The inevitable news that climbing is getting its long-awaited turn in the spotlight of the reality show that is the Olympics has finally come to pass, and I, for one, could not be more indifferent. As the meme-generating pundit behind the “Rawk Tawk” Instagram account sarcastically put it, this time to a picture of Bill Murray’s phlegmatic countenance, “So excited climbing is in the Olympics. Now we can watch climbers who can’t smoke weed tell the world speed climbing is cool.”

 

Weed is cool (at least in Colorado) and speed-climbing is definitely not—but those are hardly the two best reasons to get excited or bummed about the news that climbing is going to shine, shine, SHINE! for those 20 minutes of non-prime-time coverage that NBC allots to it during the 2020 Tokyo Games.

Upon deeper introspection, I’ve realized that my underwhelming apathy toward the situation stems from a place of internal conflict over not really knowing how to feel.

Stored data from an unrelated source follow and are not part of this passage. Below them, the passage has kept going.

//! The `Db` facade.
//!
//! A [`Db`] is a cheap handle over the execution envelope (pools, breaker,
//! retry, sinks). Builders, repositories, the migrator, and transactions all
//! start here.

use std::sync::Arc;

use futures_core::future::BoxFuture;

use crate::descriptor::Record;
use crate::envelope::{Envelope, Source};
use crate::error::{DbError, DbResult};
use crate::migrate::Migrator;
use crate::placeholder::NamedArgs;
use crate::qb::QueryBuilder;
use crate::repo::Repository;
use crate::txn::{DbTransaction, TxOptions};
use crate::value::Arg;

/// Handle to a configured database: pools plus the execution envelope.
#[derive(Clone)]
pub struct Db {
    envelope: Arc<Envelope>,
}

impl Db {
    pub(crate) fn new(envelope: Arc<Envelope>) -> Self {
        Self { envelope }
    }

    fn builder(&self) -> QueryBuilder<'static> {
        QueryBuilder::new(Source::Db(self.envelope.clone()))
    }

    /// A builder targeting a raw table expression.
    pub fn table(&self, name: &str) -> QueryBuilder<'static> {
        self.builder().table(name)
    }

    /// A builder targeting a quoted table name.
    pub fn table_quoted(&self, name: &str) -> QueryBuilder<'static> {
        self.builder().table_quoted(name)
    }

    /// A builder bound to a record type's table (soft-delete aware).
    pub fn model<T: Record>(&self) -> DbResult<QueryBuilder<'static>> {
        self.builder().model::<T>()
    }

    /// A raw-SQL builder with pre-numbered placeholders.
    pub fn raw(&self, sql: impl Into<String>, args: Vec<Arg>) -> QueryBuilder<'static> {
        self.builder().raw(sql, args)
    }

    /// A raw-SQL builder with `:name` placeholders.
    pub fn raw_named(&self, sql: &str, named: &NamedArgs) -> DbResult<QueryBuilder<'static>> {
        self.builder().raw_named(sql, named)
    }

    /// A repository for a record type.
    pub fn repository<T: Record>(&self) -> Repository<'static, T> {
        Repository::new(Source::Db(self.envelope.clone()))
    }

    /// The schema migrator.
    pub fn migrator(&self) -> Migrator {
        Migrator::new(self.envelope.clone())
    }

    /// Open a transaction with explicit options.
    pub async fn begin(&self, options: TxOptions) -> DbResult<DbTransaction> {
        DbTransaction::begin(self.envelope.clone(), options).await
    }

    /// Run `f` inside a transaction: commit on `Ok`, roll back on `Err`.
    ///
    /// # Example
    /// ```ignore
    /// db.with_transaction(|tx| {
    ///     Box::pin(async move {
    ///         tx.repository::<User>().create(&user).await?;
    ///         tx.repository::<AuditLog>().create(&log).await?;
    ///         Ok(())
    ///     })
    /// })
    /// .await?;
    /// ```
    pub async fn with_transaction<T, F>(&self, f: F) -> DbResult<T>
    where
        F: for<'t> FnOnce(&'t DbTransaction) -> BoxFuture<'t, DbResult<T>>,
    {
        let tx = self.begin(TxOptions::default()).await?;
        match f(&tx).await {
            Ok(value) => {
                tx.commit().await?;
                Ok(value)
            }
            Err(err) => match tx.rollback().await {
                Ok(()) => Err(err),
                Err(rollback_err) => Err(DbError::transaction(format!(
                    "{err} (rollback failed: {rollback_err})"
                ))),
            },
        }
    }

    /// Round-trip check against the primary.
    pub async fn ping(&self) -> DbResult<()> {
        let source = Source::Db(self.envelope.clone());
        self.envelope
            .query(&source, crate::envelope::Route::Primary, "SELECT 1", &[], false)
            .await
            .map(|_| ())
    }
}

On the one hand, competition climbing is now a full-fledged discipline within our sport. Even if you’re an old bearded alpinist picking out the crud between what’s left of your amputated toes, you’re still a part of the same tribe as the Sasha DiGiulians of the world. So let’s all get on board and celebrate our diminutive, featherweight brothers and sisters on the comp circuit for getting the opportunity to be in the limelight.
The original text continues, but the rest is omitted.